■ Material provided:

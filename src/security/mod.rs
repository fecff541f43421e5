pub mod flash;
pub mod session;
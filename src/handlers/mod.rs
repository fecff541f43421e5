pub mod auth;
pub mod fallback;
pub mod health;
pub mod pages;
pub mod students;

■ Task item: Your task is to repeat every entry exactly.

■ Written reply:
filename src/security/mod.rs
repository fecff541f43421e5
pub mod flash;
pub mod session;
filename src/handlers/mod.rs
repository fecff541f43421e5
pub mod auth;
pub mod fallback;
pub mod health;
pub mod pages;
pub mod students;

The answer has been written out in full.